Au total, 3 des 6 masses d’eau souterraine du Luxembourg sont en mauvais état, à cause des concentrations en nitrates (provenant des engrais) et/ou en certains métabolites (produits de dégradation d’herbicides notamment utilisés sur les cultures de maïs et de colza), qui dépassent non seulement les limites de potabilité pour certains captages d’eau potable, mais également les normes de qualité fixées dans les législations et directives relatives à la protection des ressources en eau souterraine.

 

Carte 1 : Mauvais état de la moitié des masses d’eau souterraine au Luxembourg

 

Le détail des contaminations de certaines masses d’eau souterraines, en raison des concentrations en nitrates et en métolachlore ESA (produit de dégradation d’un herbicide utilisé sur les cultures de maïs) et en métazachlore ESA (produit de dégradation d’un herbicide utilisé sur les cultures de colza) est donné dans les documents PDF ci-dessous.

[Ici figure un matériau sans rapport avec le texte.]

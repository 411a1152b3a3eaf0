pub mod api;
pub mod classroom;
pub mod config;
pub mod directory;
pub mod error;

pub use classroom::ClassroomHandle;
pub use config::Config;
pub use error::{ClassroomError, Result};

Evolution des concentrations

La tendance des concentrations en nitrates et en pesticides dépend de plusieurs paramètres :

  • les quantités et les fréquences d’utilisation des produits phytopharmaceutiques,
  • les propriétés de la substance (lessivage, durée de vie, etc.),
  • les propriétés de l’aquifère.

Certains produits phytopharmaceutiques ont été interdits par la législation luxembourgeoise ou par des décisions de la Commission Européenne au cours des 2 dernières décennies. Ces interdictions et mesures permettent déjà ou permettront à l’avenir de réhabiliter un certain nombre de sources et d'autres captages utilisés par le passé pour la distribution d’eaux destinées à la consommation humaine.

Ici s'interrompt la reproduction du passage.